> [Work to complete]:
Look through the records, and wherever the string "Relaxed" turns up, copy out that line.

BEGIN Information shown

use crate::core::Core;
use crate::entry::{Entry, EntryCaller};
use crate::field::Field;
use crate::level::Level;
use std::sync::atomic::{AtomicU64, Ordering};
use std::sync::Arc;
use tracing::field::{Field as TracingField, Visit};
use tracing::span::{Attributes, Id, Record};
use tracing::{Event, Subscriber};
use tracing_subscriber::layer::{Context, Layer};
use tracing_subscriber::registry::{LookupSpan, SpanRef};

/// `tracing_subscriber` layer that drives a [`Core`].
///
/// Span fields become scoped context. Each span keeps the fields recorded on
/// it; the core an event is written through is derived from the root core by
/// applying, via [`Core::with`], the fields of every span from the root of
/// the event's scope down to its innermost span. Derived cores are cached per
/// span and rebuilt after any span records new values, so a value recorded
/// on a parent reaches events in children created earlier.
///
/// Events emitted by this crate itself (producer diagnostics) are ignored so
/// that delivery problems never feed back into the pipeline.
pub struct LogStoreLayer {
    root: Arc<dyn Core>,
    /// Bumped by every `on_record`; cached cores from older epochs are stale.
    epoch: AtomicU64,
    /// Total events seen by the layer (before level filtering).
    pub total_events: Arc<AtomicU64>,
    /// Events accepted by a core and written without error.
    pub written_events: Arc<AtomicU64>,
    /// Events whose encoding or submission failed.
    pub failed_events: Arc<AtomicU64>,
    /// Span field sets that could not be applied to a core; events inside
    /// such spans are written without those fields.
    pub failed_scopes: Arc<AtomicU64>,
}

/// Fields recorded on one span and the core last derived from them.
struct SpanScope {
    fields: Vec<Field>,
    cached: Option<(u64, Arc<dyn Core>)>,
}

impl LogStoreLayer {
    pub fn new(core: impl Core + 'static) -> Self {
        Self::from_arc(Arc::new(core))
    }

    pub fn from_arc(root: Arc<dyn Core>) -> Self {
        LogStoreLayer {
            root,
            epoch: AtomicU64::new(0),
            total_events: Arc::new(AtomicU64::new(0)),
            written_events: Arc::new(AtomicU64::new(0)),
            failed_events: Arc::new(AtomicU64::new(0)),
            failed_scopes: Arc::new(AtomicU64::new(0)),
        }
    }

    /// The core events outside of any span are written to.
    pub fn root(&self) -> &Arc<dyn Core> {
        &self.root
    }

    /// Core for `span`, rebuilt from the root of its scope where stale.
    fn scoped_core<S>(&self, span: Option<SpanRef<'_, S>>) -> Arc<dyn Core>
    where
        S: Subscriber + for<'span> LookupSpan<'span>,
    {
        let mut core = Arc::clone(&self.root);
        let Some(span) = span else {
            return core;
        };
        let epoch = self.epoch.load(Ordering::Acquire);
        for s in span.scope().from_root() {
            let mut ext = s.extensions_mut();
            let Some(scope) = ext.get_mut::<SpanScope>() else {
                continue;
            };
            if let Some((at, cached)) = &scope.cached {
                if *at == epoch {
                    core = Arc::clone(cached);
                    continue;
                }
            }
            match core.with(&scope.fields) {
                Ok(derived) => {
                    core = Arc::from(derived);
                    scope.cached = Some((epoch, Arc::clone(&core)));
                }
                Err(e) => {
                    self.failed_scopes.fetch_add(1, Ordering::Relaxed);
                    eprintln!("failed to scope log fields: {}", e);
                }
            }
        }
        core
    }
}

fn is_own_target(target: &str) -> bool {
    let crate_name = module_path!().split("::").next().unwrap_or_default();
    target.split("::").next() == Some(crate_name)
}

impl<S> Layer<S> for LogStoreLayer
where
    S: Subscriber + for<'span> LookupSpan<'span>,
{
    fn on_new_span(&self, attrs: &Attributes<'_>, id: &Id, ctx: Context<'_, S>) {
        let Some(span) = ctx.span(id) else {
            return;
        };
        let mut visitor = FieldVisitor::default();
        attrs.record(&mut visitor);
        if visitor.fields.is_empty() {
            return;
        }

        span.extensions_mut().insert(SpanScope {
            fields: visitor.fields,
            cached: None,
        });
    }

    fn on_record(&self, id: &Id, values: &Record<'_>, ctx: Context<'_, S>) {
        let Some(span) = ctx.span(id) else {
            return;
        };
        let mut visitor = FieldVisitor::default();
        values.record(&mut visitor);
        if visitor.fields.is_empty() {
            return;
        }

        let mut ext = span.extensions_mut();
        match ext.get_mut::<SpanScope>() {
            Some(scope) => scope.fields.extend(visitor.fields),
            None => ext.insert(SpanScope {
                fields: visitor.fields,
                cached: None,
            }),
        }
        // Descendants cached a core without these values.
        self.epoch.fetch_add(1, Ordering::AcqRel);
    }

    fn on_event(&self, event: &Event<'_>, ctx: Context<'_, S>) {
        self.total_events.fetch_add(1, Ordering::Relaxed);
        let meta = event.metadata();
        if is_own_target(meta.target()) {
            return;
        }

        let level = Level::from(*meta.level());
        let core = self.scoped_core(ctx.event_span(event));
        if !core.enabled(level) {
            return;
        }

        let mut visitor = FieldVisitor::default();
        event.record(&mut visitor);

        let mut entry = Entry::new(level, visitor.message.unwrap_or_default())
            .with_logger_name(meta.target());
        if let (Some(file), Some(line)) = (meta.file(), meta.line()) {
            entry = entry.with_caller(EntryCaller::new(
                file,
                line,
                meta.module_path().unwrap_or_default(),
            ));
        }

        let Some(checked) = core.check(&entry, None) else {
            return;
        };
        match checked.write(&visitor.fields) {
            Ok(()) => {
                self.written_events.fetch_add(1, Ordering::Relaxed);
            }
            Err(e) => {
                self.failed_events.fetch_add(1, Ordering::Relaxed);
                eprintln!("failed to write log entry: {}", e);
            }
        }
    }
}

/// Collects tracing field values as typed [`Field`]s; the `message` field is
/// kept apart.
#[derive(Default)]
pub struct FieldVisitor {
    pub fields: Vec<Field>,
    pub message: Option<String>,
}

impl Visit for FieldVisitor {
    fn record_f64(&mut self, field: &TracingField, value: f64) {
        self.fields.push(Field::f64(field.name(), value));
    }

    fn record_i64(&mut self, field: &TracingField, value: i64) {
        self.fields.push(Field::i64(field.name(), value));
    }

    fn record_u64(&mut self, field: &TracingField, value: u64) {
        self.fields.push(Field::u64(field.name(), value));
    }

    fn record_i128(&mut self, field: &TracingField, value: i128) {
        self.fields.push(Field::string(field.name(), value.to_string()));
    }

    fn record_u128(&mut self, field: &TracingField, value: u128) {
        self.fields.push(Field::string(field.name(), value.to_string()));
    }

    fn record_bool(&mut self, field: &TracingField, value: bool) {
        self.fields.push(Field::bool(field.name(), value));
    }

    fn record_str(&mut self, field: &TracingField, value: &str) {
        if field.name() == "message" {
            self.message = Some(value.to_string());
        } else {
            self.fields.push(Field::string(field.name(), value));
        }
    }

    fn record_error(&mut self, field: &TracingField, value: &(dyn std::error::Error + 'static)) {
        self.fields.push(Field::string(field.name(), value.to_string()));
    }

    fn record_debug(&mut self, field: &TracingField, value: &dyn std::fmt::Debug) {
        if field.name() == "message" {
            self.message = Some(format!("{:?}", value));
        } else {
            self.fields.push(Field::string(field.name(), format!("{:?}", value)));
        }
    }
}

END Information shown
BEGIN Information shown

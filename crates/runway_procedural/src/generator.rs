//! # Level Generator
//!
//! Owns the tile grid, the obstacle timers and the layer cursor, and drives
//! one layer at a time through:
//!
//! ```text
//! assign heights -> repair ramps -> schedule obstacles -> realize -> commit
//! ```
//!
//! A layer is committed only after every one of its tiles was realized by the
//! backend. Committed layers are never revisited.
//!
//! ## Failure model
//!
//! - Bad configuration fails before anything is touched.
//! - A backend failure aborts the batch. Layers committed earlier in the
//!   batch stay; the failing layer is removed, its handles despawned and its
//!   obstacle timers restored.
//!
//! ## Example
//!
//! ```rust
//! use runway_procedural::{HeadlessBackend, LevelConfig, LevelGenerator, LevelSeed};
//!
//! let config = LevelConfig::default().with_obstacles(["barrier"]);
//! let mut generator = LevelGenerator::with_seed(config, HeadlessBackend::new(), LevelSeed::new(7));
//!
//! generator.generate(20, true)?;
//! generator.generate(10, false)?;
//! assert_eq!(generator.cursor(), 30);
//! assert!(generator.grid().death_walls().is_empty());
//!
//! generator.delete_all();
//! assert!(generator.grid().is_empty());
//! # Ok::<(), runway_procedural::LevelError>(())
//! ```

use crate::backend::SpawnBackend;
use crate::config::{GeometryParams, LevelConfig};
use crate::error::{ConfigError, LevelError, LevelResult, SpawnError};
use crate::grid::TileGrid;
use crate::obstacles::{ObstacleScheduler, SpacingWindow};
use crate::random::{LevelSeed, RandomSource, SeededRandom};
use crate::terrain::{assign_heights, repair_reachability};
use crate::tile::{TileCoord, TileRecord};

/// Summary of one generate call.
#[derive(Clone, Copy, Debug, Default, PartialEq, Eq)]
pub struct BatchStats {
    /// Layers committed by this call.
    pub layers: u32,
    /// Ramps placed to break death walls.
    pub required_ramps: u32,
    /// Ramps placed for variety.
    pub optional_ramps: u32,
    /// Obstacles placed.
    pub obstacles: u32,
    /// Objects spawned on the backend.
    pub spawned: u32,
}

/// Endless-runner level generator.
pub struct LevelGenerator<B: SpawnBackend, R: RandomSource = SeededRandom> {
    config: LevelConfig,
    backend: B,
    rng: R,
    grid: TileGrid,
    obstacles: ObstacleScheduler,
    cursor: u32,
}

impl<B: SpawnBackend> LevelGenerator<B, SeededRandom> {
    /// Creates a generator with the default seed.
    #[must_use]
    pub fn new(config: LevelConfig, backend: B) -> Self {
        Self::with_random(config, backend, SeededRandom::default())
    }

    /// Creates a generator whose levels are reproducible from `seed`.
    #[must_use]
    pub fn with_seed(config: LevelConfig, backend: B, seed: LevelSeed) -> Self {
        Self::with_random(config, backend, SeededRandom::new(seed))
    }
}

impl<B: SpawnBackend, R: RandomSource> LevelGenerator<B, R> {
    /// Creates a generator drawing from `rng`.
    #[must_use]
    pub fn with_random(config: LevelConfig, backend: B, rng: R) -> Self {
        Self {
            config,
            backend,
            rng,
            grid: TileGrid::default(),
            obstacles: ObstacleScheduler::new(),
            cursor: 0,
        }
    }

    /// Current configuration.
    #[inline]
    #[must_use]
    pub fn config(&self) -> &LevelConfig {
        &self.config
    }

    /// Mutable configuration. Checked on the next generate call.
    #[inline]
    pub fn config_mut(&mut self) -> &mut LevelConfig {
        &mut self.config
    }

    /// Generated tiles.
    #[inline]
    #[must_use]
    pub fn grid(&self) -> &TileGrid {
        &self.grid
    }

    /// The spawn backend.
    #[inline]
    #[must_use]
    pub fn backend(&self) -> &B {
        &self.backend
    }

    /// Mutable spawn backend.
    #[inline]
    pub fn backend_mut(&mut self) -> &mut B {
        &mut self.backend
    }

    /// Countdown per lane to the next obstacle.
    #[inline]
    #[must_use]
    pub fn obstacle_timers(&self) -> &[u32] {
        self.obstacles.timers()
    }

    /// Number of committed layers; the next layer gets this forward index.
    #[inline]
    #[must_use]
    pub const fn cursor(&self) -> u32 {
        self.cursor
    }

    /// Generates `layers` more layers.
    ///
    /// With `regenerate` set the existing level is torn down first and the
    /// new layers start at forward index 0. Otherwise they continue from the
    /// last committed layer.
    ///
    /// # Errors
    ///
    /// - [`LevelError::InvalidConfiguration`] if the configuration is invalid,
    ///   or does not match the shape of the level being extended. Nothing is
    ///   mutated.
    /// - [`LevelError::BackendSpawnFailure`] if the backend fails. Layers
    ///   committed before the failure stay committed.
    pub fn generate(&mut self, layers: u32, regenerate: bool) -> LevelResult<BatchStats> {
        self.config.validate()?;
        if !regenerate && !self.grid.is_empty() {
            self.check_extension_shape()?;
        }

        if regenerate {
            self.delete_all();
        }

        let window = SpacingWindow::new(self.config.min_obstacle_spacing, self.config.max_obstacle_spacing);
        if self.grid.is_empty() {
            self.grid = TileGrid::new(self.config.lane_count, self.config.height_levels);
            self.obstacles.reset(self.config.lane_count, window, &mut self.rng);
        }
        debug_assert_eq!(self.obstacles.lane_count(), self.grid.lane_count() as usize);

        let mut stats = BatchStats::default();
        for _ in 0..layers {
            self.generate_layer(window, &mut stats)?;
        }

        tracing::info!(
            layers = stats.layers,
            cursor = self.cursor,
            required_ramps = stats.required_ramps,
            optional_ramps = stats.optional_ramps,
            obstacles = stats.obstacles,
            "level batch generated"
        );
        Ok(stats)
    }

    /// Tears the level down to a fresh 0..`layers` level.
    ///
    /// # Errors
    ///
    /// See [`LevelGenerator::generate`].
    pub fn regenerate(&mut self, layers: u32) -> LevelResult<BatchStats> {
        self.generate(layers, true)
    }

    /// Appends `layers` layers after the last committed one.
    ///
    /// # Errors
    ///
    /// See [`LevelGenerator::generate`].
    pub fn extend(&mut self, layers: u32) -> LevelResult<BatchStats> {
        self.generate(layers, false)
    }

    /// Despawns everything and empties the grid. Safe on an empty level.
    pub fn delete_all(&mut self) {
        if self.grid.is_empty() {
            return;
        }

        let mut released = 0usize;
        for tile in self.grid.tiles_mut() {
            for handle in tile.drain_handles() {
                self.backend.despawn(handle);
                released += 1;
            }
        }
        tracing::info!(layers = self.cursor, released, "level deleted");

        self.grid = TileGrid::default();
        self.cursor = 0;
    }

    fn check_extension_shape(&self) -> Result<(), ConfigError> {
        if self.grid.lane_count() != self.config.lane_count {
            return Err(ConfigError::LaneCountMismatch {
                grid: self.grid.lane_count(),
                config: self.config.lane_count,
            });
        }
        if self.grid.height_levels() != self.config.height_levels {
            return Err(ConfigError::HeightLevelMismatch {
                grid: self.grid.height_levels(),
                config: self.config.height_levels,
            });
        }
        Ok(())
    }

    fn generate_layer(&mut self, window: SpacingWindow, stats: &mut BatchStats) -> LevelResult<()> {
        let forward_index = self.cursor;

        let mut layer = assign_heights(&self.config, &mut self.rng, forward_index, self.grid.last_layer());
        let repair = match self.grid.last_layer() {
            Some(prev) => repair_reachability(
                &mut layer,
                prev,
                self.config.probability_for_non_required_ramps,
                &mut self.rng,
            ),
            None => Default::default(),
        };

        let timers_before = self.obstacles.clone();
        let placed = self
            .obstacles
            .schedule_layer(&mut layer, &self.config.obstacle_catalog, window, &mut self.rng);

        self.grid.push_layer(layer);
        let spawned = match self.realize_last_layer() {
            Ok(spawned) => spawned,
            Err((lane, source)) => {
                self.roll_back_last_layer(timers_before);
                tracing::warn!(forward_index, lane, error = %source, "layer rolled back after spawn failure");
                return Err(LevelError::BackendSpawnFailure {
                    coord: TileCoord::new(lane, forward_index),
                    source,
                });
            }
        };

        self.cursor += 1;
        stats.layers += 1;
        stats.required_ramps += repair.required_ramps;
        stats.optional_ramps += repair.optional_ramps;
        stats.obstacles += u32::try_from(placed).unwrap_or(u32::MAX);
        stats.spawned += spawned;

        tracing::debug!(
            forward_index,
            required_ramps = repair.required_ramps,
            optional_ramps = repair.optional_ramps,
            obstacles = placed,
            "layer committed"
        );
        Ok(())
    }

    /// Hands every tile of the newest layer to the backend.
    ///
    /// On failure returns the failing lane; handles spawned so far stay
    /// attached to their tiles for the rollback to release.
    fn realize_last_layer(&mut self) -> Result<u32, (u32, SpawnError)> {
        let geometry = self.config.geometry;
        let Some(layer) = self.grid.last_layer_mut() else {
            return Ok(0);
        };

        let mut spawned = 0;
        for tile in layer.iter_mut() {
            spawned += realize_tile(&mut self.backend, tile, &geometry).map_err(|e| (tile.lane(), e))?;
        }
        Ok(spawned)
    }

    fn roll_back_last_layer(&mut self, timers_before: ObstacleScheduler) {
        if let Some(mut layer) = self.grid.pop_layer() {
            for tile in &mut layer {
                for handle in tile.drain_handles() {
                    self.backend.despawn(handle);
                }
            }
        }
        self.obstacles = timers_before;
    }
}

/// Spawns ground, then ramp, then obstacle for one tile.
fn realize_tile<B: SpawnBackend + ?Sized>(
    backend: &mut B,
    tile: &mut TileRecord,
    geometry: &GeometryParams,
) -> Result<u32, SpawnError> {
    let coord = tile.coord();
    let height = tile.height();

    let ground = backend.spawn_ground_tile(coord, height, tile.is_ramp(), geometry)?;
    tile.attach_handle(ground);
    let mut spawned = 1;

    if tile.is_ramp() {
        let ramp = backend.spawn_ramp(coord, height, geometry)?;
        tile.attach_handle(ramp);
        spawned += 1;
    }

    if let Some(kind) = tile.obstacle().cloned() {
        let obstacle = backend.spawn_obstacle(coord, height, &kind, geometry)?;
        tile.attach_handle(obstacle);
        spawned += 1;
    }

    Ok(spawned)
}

END Information shown

> [Written response]:
                    self.failed_scopes.fetch_add(1, Ordering::Relaxed);
        self.total_events.fetch_add(1, Ordering::Relaxed);
                self.written_events.fetch_add(1, Ordering::Relaxed);
                self.failed_events.fetch_add(1, Ordering::Relaxed);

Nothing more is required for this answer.